Now, Marilyn and Julie are at a bar, getting drunk, and doing karaoke. "Love Shack" is their song of choice. And this might be the longest birthday eve ever on record. Regardless, the Kessler Girls are wasted and bonding and Marilyn even says that she loves Julie — sort of. They overstay their welcome onstage and are confronted by some young ladies who would like to take their turn. "We took a vote and nobody likes you," Marilyn tells them. In a huff and reminded of some asshole people they knew when Julie was a kid (this little wrinkle in the story is funny but feels extraneous), the Kesslers leave resolved to go to said assholes' home and fuck with them. 

The De-family dinner is not going very well, but Billy's smiling his way through it — and it's kind of working. The aunties actually like him, and they think he and DeNeil are cute together. "I don’t care what Doctor Ben Carson says," one aunt muses, "I like when nice men kiss.” Same, auntie, same.

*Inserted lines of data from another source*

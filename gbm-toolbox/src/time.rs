//! Conversions between raw mission-elapsed seconds and absolute instants,
//! and the nearest-neighbour index search used by every slice operation.
use std::fmt;
use std::str::FromStr;

use hifitime::{Duration, Epoch, TimeScale};
use uom::si::f64::Time;
use uom::si::time::second;

use crate::errors::{Error, Result};
use crate::MISSION_EPOCH;

/// UTC instant of a mission-elapsed time in seconds.
pub fn met_to_epoch(met: f64) -> Epoch {
    (*MISSION_EPOCH + Duration::from_seconds(met)).to_time_scale(TimeScale::UTC)
}

/// Seconds elapsed since [`MISSION_EPOCH`] at `t`.
pub fn epoch_to_met(t: Epoch) -> f64 {
    (t.to_time_scale(TimeScale::TAI) - *MISSION_EPOCH).to_seconds()
}

/// `t` rounded to the nanosecond resolution of [`Duration`].
pub fn to_duration(t: Time) -> Duration {
    Duration::from_total_nanoseconds((t.get::<second>() * 1e9).round() as i128)
}

/// Time elapsed from `from` to `to`, leap seconds included.
pub fn elapsed(from: Epoch, to: Epoch) -> Duration {
    to.to_time_scale(TimeScale::TAI) - from.to_time_scale(TimeScale::TAI)
}

/// `n + 1` UTC instants spaced `step` apart, starting at `first`.
pub fn regular_edges(first: Epoch, step: Duration, n: usize) -> Vec<Epoch> {
    let first = first.to_time_scale(TimeScale::TAI);
    let step = step.total_nanoseconds();
    (0..=n)
        .map(|k| {
            let offset = Duration::from_total_nanoseconds(step * k as i128);
            (first + offset).to_time_scale(TimeScale::UTC)
        })
        .collect()
}

/// One end of a requested time window, either already an instant or an
/// ISO-8601 string such as `2022-03-31T12:00:00`.
#[derive(Debug, Clone, PartialEq)]
pub enum TimeBound {
    Instant(Epoch),
    Iso(String),
}

impl TimeBound {
    pub fn resolve(&self) -> Result<Epoch> {
        match self {
            TimeBound::Instant(t) => Ok(*t),
            TimeBound::Iso(s) => parse_iso(s),
        }
    }
}

impl From<Epoch> for TimeBound {
    fn from(t: Epoch) -> Self {
        TimeBound::Instant(t)
    }
}

impl From<&str> for TimeBound {
    fn from(s: &str) -> Self {
        TimeBound::Iso(s.to_string())
    }
}

impl From<String> for TimeBound {
    fn from(s: String) -> Self {
        TimeBound::Iso(s)
    }
}

impl fmt::Display for TimeBound {
    fn fmt(&self, f: &mut fmt::Formatter) -> fmt::Result {
        match self {
            TimeBound::Instant(t) => write!(f, "{}", t),
            TimeBound::Iso(s) => write!(f, "{}", s),
        }
    }
}

/// Parses an ISO-8601 instant, read as UTC when no time scale is given.
/// `HH:MM` without seconds is accepted.
pub fn parse_iso(s: &str) -> Result<Epoch> {
    let trimmed = s.trim();
    let normalized = match trimmed.split_once('T') {
        Some((date, clock)) if clock.matches(':').count() == 1 => {
            format!("{}T{}:00", date, clock)
        }
        _ => trimmed.to_string(),
    };
    Epoch::from_str(&normalized).map_err(|e| Error::TimeParse(format!("{}: {}", s, e)))
}

/// Index of the element of a non-decreasing slice nearest to `target`.
///
/// Equivalent to `argmin |values - target|`: ties resolve to the lower
/// index, and runs of equal values resolve to their first element. A target
/// outside the data range resolves to the first or last element; no range
/// check is made here. Returns `None` only for an empty slice.
pub fn nearest_sorted<T, D, F>(values: &[T], target: T, distance: F) -> Option<usize>
where
    T: PartialOrd + Copy,
    D: PartialOrd,
    F: Fn(T, T) -> D,
{
    if values.is_empty() {
        return None;
    }
    let upper = values.partition_point(|v| *v < target);
    if upper == 0 {
        return Some(0);
    }
    let below = values[upper - 1];
    let first_of = |v: T| values.partition_point(|x| *x < v);
    if upper == values.len() {
        return Some(first_of(below));
    }
    if distance(below, target) <= distance(values[upper], target) {
        Some(first_of(below))
    } else {
        Some(upper)
    }
}

pub(crate) fn met_distance(a: f64, b: f64) -> f64 {
    (a - b).abs()
}

pub(crate) fn epoch_distance(a: Epoch, b: Epoch) -> Duration {
    (a - b).abs()
}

Denise sends Billy and DeNeil to get the dessert because she can't cope with this turn of events and reveals that she wanted her aunts to hate Billy. In the kitchen, Billy is Sharon Stone-ing a little too hard and DeNeil is starting to grow uncomfortable around all the emotions and confections. 

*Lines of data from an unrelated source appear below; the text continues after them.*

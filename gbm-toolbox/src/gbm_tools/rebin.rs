use log::{info, warn};
use ndarray::{s, Array1, Array2, Axis};
use uom::si::f64::Time;
use uom::si::time::second;

use crate::errors::{Error, Result};
use crate::gbm_tools::ctime::HistogramSeries;
use crate::time::{regular_edges, to_duration};
use crate::{NOMINAL_BURST_DT, NOMINAL_DT};

/// What to do when a merge starts with fewer than `merge_width` rows left.
#[derive(Debug, Copy, Clone, PartialEq, Eq, Default)]
pub enum TailPolicy {
    /// Sum whatever rows remain into one output bin.
    #[default]
    ShortGroup,
    /// Keep each remaining row as its own output bin.
    CarryForward,
}

/// Parameters for the rebin algorithm
///
/// ## Parameters
///   1. nominal_dt: Target cadence of the output series.
///   2. livetime_threshold: Rows whose live-time deficit `1 - dt / nominal_dt`
///      is below this are kept as they are.
///   3. merge_width: Number of consecutive rows summed when the deficit is
///      at or above the threshold. Defaults to the number of burst-mode
///      rows in one nominal row.
///   4. tail: Handling of a merge that runs past the end of the data.
#[derive(Debug, Copy, Clone)]
pub struct RebinParams {
    pub nominal_dt: Time,
    pub livetime_threshold: f64,
    pub merge_width: usize,
    pub tail: TailPolicy,
}

impl Default for RebinParams {
    fn default() -> Self {
        let burst_rows = (NOMINAL_DT.get::<second>() / NOMINAL_BURST_DT.get::<second>()).round();
        Self {
            nominal_dt: *NOMINAL_DT,
            livetime_threshold: 0.75,
            merge_width: burst_rows as usize,
            tail: TailPolicy::ShortGroup,
        }
    }
}

struct Rebin<'a> {
    series: &'a HistogramSeries,
    params: RebinParams,
}

impl<'a> Rebin<'a> {
    fn compute(self) -> Result<HistogramSeries> {
        let nominal = self.params.nominal_dt.get::<second>();
        let step = to_duration(self.params.nominal_dt);
        if nominal.is_nan() || step.total_nanoseconds() <= 0 || self.params.merge_width == 0 {
            return Err(Error::InvalidParameter(format!(
                "rebin needs a positive cadence and merge width, got {} s and {}",
                nominal, self.params.merge_width
            )));
        }

        let counts = self.series.counts();
        if let Some(((row, channel), _)) = counts.indexed_iter().find(|(_, c)| !c.is_finite()) {
            return Err(Error::DataGap { row, channel });
        }
        let dt = self.series.dt();

        let rows = counts.nrows();
        let width = self.params.merge_width;
        let mut binned: Vec<Array1<f64>> = Vec::with_capacity(rows);
        let mut i = 0;
        while i < rows {
            if 1.0 - dt[i].get::<second>() / nominal < self.params.livetime_threshold {
                binned.push(counts.row(i).to_owned());
                i += 1;
            } else if i + width <= rows {
                binned.push(counts.slice(s![i..i + width, ..]).sum_axis(Axis(0)));
                i += width;
            } else {
                warn!(
                    "only {} of {} rows left to merge at row {}, applying {:?}",
                    rows - i,
                    width,
                    i,
                    self.params.tail
                );
                match self.params.tail {
                    TailPolicy::ShortGroup => {
                        binned.push(counts.slice(s![i.., ..]).sum_axis(Axis(0)));
                    }
                    TailPolicy::CarryForward => {
                        binned.extend(counts.rows().into_iter().skip(i).map(|r| r.to_owned()));
                    }
                }
                break;
            }
        }

        let channels = counts.ncols();
        let out_rows = binned.len();
        let flat: Vec<f64> = binned.iter().flat_map(|r| r.iter().copied()).collect();
        let counts = Array2::from_shape_vec((out_rows, channels), flat)
            .map_err(|e| Error::Format(format!("rebinned counts: {}", e)))?;

        let time_bins = regular_edges(self.series.time_bins()[0], step, out_rows);

        info!("rebinned {} rows to {} at {} s", rows, out_rows, nominal);
        HistogramSeries::new(
            counts,
            Array1::from_elem(out_rows, self.params.nominal_dt),
            time_bins,
            self.series.energy_bins().clone(),
        )
    }
}

/// Bin a histogram series down to a nominal cadence.
///
/// Rows exposed for most of the nominal cadence are kept. Runs of short
/// rows (burst-mode data) are summed in groups of `merge_width`. Counts are
/// conserved per channel, whatever the tail policy.
///
/// Fails with a DataGap error if any count is NaN or infinite.
pub fn rebin(series: &HistogramSeries, params: &RebinParams) -> Result<HistogramSeries> {
    let r = Rebin {
        series,
        params: *params,
    };
    r.compute()
}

Marilyn and Julie are doing the old poop-fire-bag trick. But the house they've arrived at is no longer home to the asshole family they hated. Those people moved away, and they've pranked some nice old lady instead. "She probably deserved it in some way anyway," Marilyn says as they take their leave. These two are actually having fun. She wishes Julie a happy birthday and says she loves her. Julie wishes her a happy labor-versary and says she can be a fun mom — a real compliment. Marilyn apologizes for all the bad birthdays past and says she wants a Benihana do-over. 

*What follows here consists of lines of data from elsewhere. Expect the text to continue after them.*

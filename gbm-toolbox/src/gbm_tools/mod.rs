use std::fmt::Display;
use std::path::Path;

use log::warn;
use ndarray::{stack, Array1, Array2, Axis, Zip};
use uom::si::f64::Energy;

use crate::errors::{Error, Result};
use crate::headers::DataMode;
use crate::parsers::fits::FitsFile;
use crate::time::nearest_sorted;
use crate::units::ColumnQuantity;
use crate::Table;

pub mod ctime;
pub mod rebin;
pub mod spectrogram;
pub mod srm;
pub mod tte;

use self::ctime::HistogramSeries;
use self::tte::TimeTaggedEventList;

/// What to do with a slice bound that lies outside the data.
#[derive(Debug, Copy, Clone, PartialEq, Eq, Default)]
pub enum BoundsPolicy {
    /// Resolve to the nearest sample. A bound past either end silently
    /// lands on the first or last sample.
    #[default]
    Nearest,
    /// Fail with `Error::OutOfRange`.
    Strict,
}

/// Parameters for the slice algorithms
///
/// ## Parameters
///   1. bounds: How bounds outside of the data time range are treated.
#[derive(Debug, Copy, Clone, Default)]
pub struct SliceParams {
    pub bounds: BoundsPolicy,
}

/// Indices of the samples nearest to `start` and `end`, after the bounds
/// policy has been applied. `None` when `values` is empty.
pub(crate) fn slice_window<T, D, F>(
    values: &[T],
    start: T,
    end: T,
    params: &SliceParams,
    distance: F,
) -> Result<Option<(usize, usize)>>
where
    T: PartialOrd + Copy + Display,
    D: PartialOrd,
    F: Fn(T, T) -> D,
{
    let (first, last) = match (values.first(), values.last()) {
        (Some(first), Some(last)) => (*first, *last),
        _ => return Ok(None),
    };

    for bound in [start, end] {
        if bound < first || bound > last {
            match params.bounds {
                BoundsPolicy::Strict => {
                    return Err(Error::OutOfRange {
                        requested: bound.to_string(),
                        first: first.to_string(),
                        last: last.to_string(),
                    })
                }
                BoundsPolicy::Nearest => {
                    warn!("{} is outside [{}, {}], using the nearest sample", bound, first, last)
                }
            }
        }
    }

    let si = nearest_sorted(values, start, &distance).unwrap_or(0);
    let ei = nearest_sorted(values, end, &distance).unwrap_or(0);
    if ei < si {
        return Err(Error::InvertedRange {
            start: start.to_string(),
            end: end.to_string(),
        });
    }
    Ok(Some((si, ei)))
}

/// A numeric column read as quantities of its declared unit, or of
/// `default` when it declares none.
pub(crate) fn column_quantity<Q: ColumnQuantity, T: Table>(
    table: &T,
    name: &str,
    default: &str,
) -> Result<Array1<Q>> {
    let unit = Q::from_symbol(table.column_unit(name)?.unwrap_or(default))?;
    Ok(table.column_f64(name)?.mapv(unit))
}

/// `[row][lo, hi]` energy edges from a pair of columns.
pub(crate) fn energy_edges<T: Table>(table: &T, lo: &str, hi: &str) -> Result<Array2<Energy>> {
    let lo: Array1<Energy> = column_quantity(table, lo, "keV")?;
    let hi: Array1<Energy> = column_quantity(table, hi, "keV")?;
    stack(Axis(1), &[lo.view(), hi.view()])
        .map_err(|e| Error::Format(format!("energy edges: {}", e)))
}

/// Arithmetic mean and width of each `[lo, hi]` pair.
pub(crate) fn edge_mids_and_widths(edges: &Array2<Energy>) -> (Array1<Energy>, Array1<Energy>) {
    let lo = edges.column(0);
    let hi = edges.column(1);
    (
        Zip::from(&lo).and(&hi).map_collect(|&l, &h| (l + h) / 2.0),
        Zip::from(&lo).and(&hi).map_collect(|&l, &h| h - l),
    )
}

/// A GBM data product of any supported readout mode.
#[derive(Debug, Clone)]
pub enum Product {
    Histogram(HistogramSeries),
    Events(TimeTaggedEventList),
}

/// Open a GBM file and load it according to its `DATATYPE`.
pub fn load<P: AsRef<Path>>(path: P) -> Result<Product> {
    let f = FitsFile::open(path)?;
    match f.data_mode() {
        mode if mode.is_histogram() => Ok(Product::Histogram(HistogramSeries::from_source(&f)?)),
        DataMode::Tte => Ok(Product::Events(TimeTaggedEventList::from_source(&f)?)),
        _ => Err(Error::NotImplemented(format!(
            "{} does not declare a supported DATATYPE",
            f.path.display()
        ))),
    }
}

At the restaurant the next morning-ish, it is officially Julie's birthday. Billy gifts her with an Etsy artist's portrayal of the two of them as Michael Stipe and Kate Pierson in the "Shiny Happy People" video. Billy tells Julie that the De-family dinner went well. He smiled through it and wound up getting emotional over pie. "I think there's something to the Sharon Stone-ing thing," Billy says, as a bedraggled Matthew eavesdrops. He still likes DeNeil, even after meeting his family, something Julie says can be quite the clit flattener. "Hey, didn't e. e. cummings say that?" Billy asks. Yes. Julie wants to meet DeNeil, and Billy agrees to invite him to her do-over birthday dinner. 

Which Marilyn is already drunk at — and yelling about the unflattering atrocity that is middle-parted hair. Julie is drunk also and goes to the bathroom to puke. Arthur is still being annoying with a baseball cap on backward. He proclaims himself the most athletic person (ha ha ha) at the table and is invited to do some action-packed grilling or whatever.

Matthew shows up because somehow he knows they are at Benihana, and he says that he realized what Billy meant by Sharon Stone-ing. So Matthew tells DeNeil that Billy doesn't really have emotions for him. But Billy explains that he does have feelings for DeNeil, even though he was Sharon Stone-ing at first. This confession backfires, because emotional Billy is not the same as texting Billy. The sappiness is too much, DeNeil says, and he splits. Billy goes after him. 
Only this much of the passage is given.